Olhares em comunhão
Estreia, nessa sexta-feira (23/07), a Coluna “Preces de Esperança”, experiências vividas pelo Capelão Pe. Josirlei e traduzidas pela professora Lucimara Souza.
Era dezembro de 2020.
O cenário? Pandemia da Covid-19.
Quantas histórias dentro dos nossos hospitais…
Ao pararmos pra refletir, nos entristecemos ao recordarmos que cada pessoa que se foi, vítima desse terrível vírus, levou consigo o significado de muitas outras. Em cada humano que partiu, até mesmo sem despedidas, partiram junto: o amigo, o pai, a mãe, o irmão, o confidente, o cônjuge, o tio, o companheiro de viagem, o colega de trabalho, o médico da família, a companhia da caminhada… Uma única vida e significâncias que não cabem simplesmente em um número.
Pela TV, rádio, internet, assistimos a tudo isso, ora distante, ora muito próximo de nós. Revoltamo-nos, espantamo-nos com as estatísticas, choramos muitas perdas, rezamos, vibramos pela recuperação de muitos de nossos irmãos.
Sensação esta experimentada de muito perto pelos profissionais da saúde, há mais de um ano atuando na linha de frente contra a Covid-19.
Nas imagens, em um hospital de Ribeirão Preto, os profissionais estavam na área isolada para cuidados de um paciente quando o Capelão Hospitalar chegou.

A barreira de vidro que os isolavam não impediram que, na figura do Padre Josirlei, enxergassem a força espiritual capaz de mantê-los ali, fortes, mesmo esgotados física e mentalmente. “Deus está conosco!” – parecia ser esta a frase que seus olhos expressavam, bem mais aliviados agora.

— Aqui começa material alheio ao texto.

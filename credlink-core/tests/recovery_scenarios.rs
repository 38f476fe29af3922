//! Recovery after the kinds of damage images pick up in the wild: stripped
//! regions, re-encoding, truncation and foreign metadata.

mod common;

use common::{
    camera_exif, jpeg, manifest_for, noisy_image, png, strip_jpeg_segments, webp,
    with_leading_segment, PROOF_URI,
};
use credlink_core::format::marker;
use credlink_core::{
    ChannelId, EmbedStatus, Embedder, ExtractionSource, Extractor, ImageCodec, ImageCrateCodec,
    ImageFormat,
};

#[test]
fn test_intact_recovery() {
    let original = jpeg(&noisy_image(400, 300), 92);
    let manifest = manifest_for(&original);
    let embedded = Embedder::default().embed(&original, &manifest, PROOF_URI);

    let result = Extractor::default().extract(&embedded.bytes);
    assert_eq!(result.proof_uri.as_deref(), Some(PROOF_URI));
    assert_eq!(result.source, ExtractionSource::Structured);
    assert_eq!(result.confidence, 100);
    assert!(!result.corrupted);
    assert_eq!(result.manifest.map(|m| m.content_hash), Some(manifest.content_hash));
}

#[test]
fn test_exif_only_fallback() {
    let image = noisy_image(300, 200);
    for (original, channel) in [
        (jpeg(&image, 90), ChannelId::JpegExif),
        (png(&image), ChannelId::PngExif),
    ] {
        let outcome = Embedder::default().embed_with_channels(
            &original,
            &manifest_for(&original),
            PROOF_URI,
            &[channel],
        );
        assert_eq!(outcome.channels_written, vec![channel]);

        let result = Extractor::default().extract(&outcome.bytes);
        assert_eq!(result.proof_uri.as_deref(), Some(PROOF_URI));
        assert_eq!(result.source, ExtractionSource::Exif);
        assert_eq!(result.confidence, 90);
        assert!(!result.corrupted);
    }
}

#[test]
fn test_xmp_only_fallback() {
    let original = jpeg(&noisy_image(300, 200), 90);
    let outcome = Embedder::default().embed_with_channels(
        &original,
        &manifest_for(&original),
        PROOF_URI,
        &[ChannelId::JpegXmp],
    );
    assert_eq!(outcome.channels_written, vec![ChannelId::JpegXmp]);

    let result = Extractor::default().extract(&outcome.bytes);
    assert_eq!(result.proof_uri.as_deref(), Some(PROOF_URI));
    assert_eq!(result.source, ExtractionSource::Xmp);
    assert_eq!(result.confidence, 80);
    assert!(!result.corrupted);
}

/// Removing the APP11 boxes after a full embed leaves the EXIF copy, and
/// removing EXIF as well leaves the XMP copy.
#[test]
fn test_stripped_regions_degrade_in_order() {
    let original = jpeg(&noisy_image(300, 200), 90);
    let embedded = Embedder::default().embed(&original, &manifest_for(&original), PROOF_URI);

    let no_box = strip_jpeg_segments(&embedded.bytes, |m, _| m == marker::APP11);
    let result = Extractor::default().extract(&no_box);
    assert_eq!(result.source, ExtractionSource::Exif);
    assert_eq!(result.proof_uri.as_deref(), Some(PROOF_URI));

    let no_exif = strip_jpeg_segments(&no_box, |m, payload| {
        m == marker::APP1 && payload.starts_with(b"Exif\0\0")
    });
    let result = Extractor::default().extract(&no_exif);
    assert_eq!(result.source, ExtractionSource::Xmp);
    assert_eq!(result.proof_uri.as_deref(), Some(PROOF_URI));

    let bare = strip_jpeg_segments(&no_exif, |m, _| m == marker::APP1);
    assert_eq!(Extractor::default().extract(&bare).source, ExtractionSource::None);
}

/// Re-encoding drops every metadata region; a damaged tag appended to the
/// file is all that is left.
#[test]
fn test_heavy_degradation_partial_recovery() {
    let original = jpeg(&noisy_image(320, 240), 90);
    let embedded = Embedder::default().embed(&original, &manifest_for(&original), PROOF_URI);

    let mut degraded = ImageCrateCodec
        .reencode(&embedded.bytes, ImageFormat::Jpeg, 10)
        .unwrap();
    assert_eq!(
        Extractor::default().extract(&degraded).source,
        ExtractionSource::None
    );

    degraded.extend_from_slice(b"CredLink:https://proofs.ex");
    degraded.extend_from_slice(&[0xFF, 0xFE]);

    let result = Extractor::default().extract(&degraded);
    assert_eq!(result.source, ExtractionSource::Partial);
    assert_eq!(result.proof_uri.as_deref(), Some("https://proofs.ex"));
    assert!(result.confidence < 75);
    assert!((30..=50).contains(&result.confidence));
    assert!(result.corrupted);
}

/// Cutting through the tag of a written structured region leaves a raw
/// match whose box header still declares the full length.
#[test]
fn test_truncated_structured_region_scaled_by_fraction() {
    let image = noisy_image(240, 160);
    for (original, channel) in [
        (jpeg(&image, 90), ChannelId::JpegJumbf),
        (webp(&image), ChannelId::WebpChunk),
    ] {
        let outcome = Embedder::default().embed_with_channels(
            &original,
            &manifest_for(&original),
            PROOF_URI,
            &[channel],
        );
        assert_eq!(outcome.channels_written, vec![channel]);

        let bytes = &outcome.bytes;
        let tag_at = bytes
            .windows(9)
            .position(|w| w == b"CredLink:")
            .expect("tag written in clear");
        assert_eq!(&bytes[tag_at - 4..tag_at], b"clnk");

        // 22 of 33 URI bytes survive: 30 + floor(20 * 2/3)
        let cut = &bytes[..tag_at + 9 + 22];
        let result = Extractor::default().extract(cut);
        assert_eq!(result.source, ExtractionSource::Partial, "{channel}");
        assert_eq!(result.proof_uri.as_deref(), Some(&PROOF_URI[..22]));
        assert_eq!(result.confidence, 43);
        assert!(result.corrupted);
        assert!(result.manifest.is_none());

        // Less surviving means less confidence
        let shorter = Extractor::default().extract(&bytes[..tag_at + 9 + 5]);
        assert!((30..43).contains(&shorter.confidence));
    }
}

/// Re-signing an image that carries camera EXIF rewrites our fields inside
/// the camera block without leaving the old tag behind.
#[test]
fn test_resign_with_camera_exif() {
    let original = with_leading_segment(
        &jpeg(&noisy_image(240, 160), 90),
        marker::APP1,
        &camera_exif(),
    );
    let embedder = Embedder::default();
    let first = embedder.embed(&original, &manifest_for(&original), "urn:proof:first-signing");
    assert!(first.channels_written.contains(&ChannelId::JpegExif));
    assert!(first
        .bytes
        .windows(b"urn:proof:first-signing".len())
        .any(|w| w == b"urn:proof:first-signing"));

    let second = embedder.embed(&first.bytes, &manifest_for(&original), "urn:proof:later-signing");
    assert!(second.channels_written.contains(&ChannelId::JpegExif));
    assert!(!second
        .bytes
        .windows(b"first-signing".len())
        .any(|w| w == b"first-signing"));
    assert_eq!(second.bytes.len(), first.bytes.len());
    assert!(second.bytes.windows(8).any(|w| w == b"CameraCo"));

    // EXIF alone still names the new proof
    let exif_only = strip_jpeg_segments(&second.bytes, |m, payload| {
        m == marker::APP11 || (m == marker::APP1 && !payload.starts_with(b"Exif\0\0"))
    });
    let result = Extractor::default().extract(&exif_only);
    assert_eq!(result.source, ExtractionSource::Exif);
    assert_eq!(result.proof_uri.as_deref(), Some("urn:proof:later-signing"));
}

/// Cutting a file through the structured region still finds the tag by
/// the raw scan, scored by how much of it survived.
#[test]
fn test_truncated_file_partial_recovery() {
    let original = png(&noisy_image(200, 120));
    let embedded = Embedder::default().embed_with_channels(
        &original,
        &manifest_for(&original),
        PROOF_URI,
        &[ChannelId::PngExif],
    );
    let bytes = &embedded.bytes;
    let tag_at = bytes
        .windows(9)
        .position(|w| w == b"CredLink:")
        .expect("tag written in clear");
    let cut = &bytes[..tag_at + 9 + 20];

    let result = Extractor::default().extract(cut);
    assert_eq!(result.source, ExtractionSource::Partial);
    assert_eq!(result.proof_uri.as_deref(), Some(&PROOF_URI[..20]));
    assert_eq!(result.confidence, 30);
    assert!(result.corrupted);
}

#[test]
fn test_garbage_and_empty_input() {
    let extractor = Extractor::default();
    let inputs: [&[u8]; 4] = [b"", b"This is not an image", &[0xFF, 0xD8, 0xFF], &[0u8; 4096]];
    for input in inputs {
        let result = extractor.extract(input);
        assert_eq!(result.source, ExtractionSource::None);
        assert_eq!(result.confidence, 0);
        assert!(result.proof_uri.is_none());
        assert!(!result.corrupted);

        let outcome = Embedder::default().embed(input, &manifest_for(input), PROOF_URI);
        assert_ne!(outcome.status, EmbedStatus::Embedded);
        assert_eq!(outcome.bytes, input);
    }
}

/// Signing an already signed image replaces every region.
#[test]
fn test_resign_last_write_wins() {
    let image = noisy_image(240, 160);
    for original in [jpeg(&image, 90), png(&image), webp(&image)] {
        let embedder = Embedder::default();
        let first = embedder.embed(&original, &manifest_for(&original), "urn:proof:first");
        let second = embedder.embed(&first.bytes, &manifest_for(&original), "urn:proof:second");
        assert!(second.is_embedded());
        assert_eq!(second.channels_written, first.channels_written);

        let result = Extractor::default().extract(&second.bytes);
        assert_eq!(result.proof_uri.as_deref(), Some("urn:proof:second"));
        assert_eq!(result.confidence, 100);

        let count = second
            .bytes
            .windows(b"urn:proof:first".len())
            .filter(|w| *w == b"urn:proof:first")
            .count();
        assert_eq!(count, 0, "stale proof reference left behind");
    }
}

/// Third-party EXIF and XMP survive embedding next to ours.
#[test]
fn test_foreign_metadata_preserved() {
    let original = jpeg(&noisy_image(200, 100), 90);
    let foreign_xmp = b"http://ns.adobe.com/xap/1.0/\0<?xpacket begin=\"\"?><x:xmpmeta xmlns:x=\"adobe:ns:meta/\"/><?xpacket end=\"w\"?>";
    let with_foreign = with_leading_segment(&original, marker::APP1, foreign_xmp);

    let outcome = Embedder::default().embed(&with_foreign, &manifest_for(&original), PROOF_URI);
    assert!(outcome.is_embedded());
    assert!(outcome
        .bytes
        .windows(foreign_xmp.len())
        .any(|w| w == foreign_xmp));
    assert_eq!(
        Extractor::default().extract(&outcome.bytes).proof_uri.as_deref(),
        Some(PROOF_URI)
    );
}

De um lado, o heroísmo de ajudar a salvar tantas vidas, de suportar tantas dores e perdas, de lidar com a privação do convívio social e familiar, de resistirem a angústias e medos, além, até mesmo, da experiência da sensação de impotência. De outro, o Jesus que os acolhe, os acalma e que se humaniza para encorajá-los a manterem vivas a fé e a esperança em dias melhores. É o mesmo Jesus que confirma: “Eis que eu estarei convosco todos os dias…” (Mt 28, 20).
Ao se entreolharem, constituem uma única força, uma comunhão capaz de amenizar angústias e de trazer um pouco calma ao coração diante da complexidade de tudo o que se vive, diária e continuamente, dentro de um ambiente hospitalar.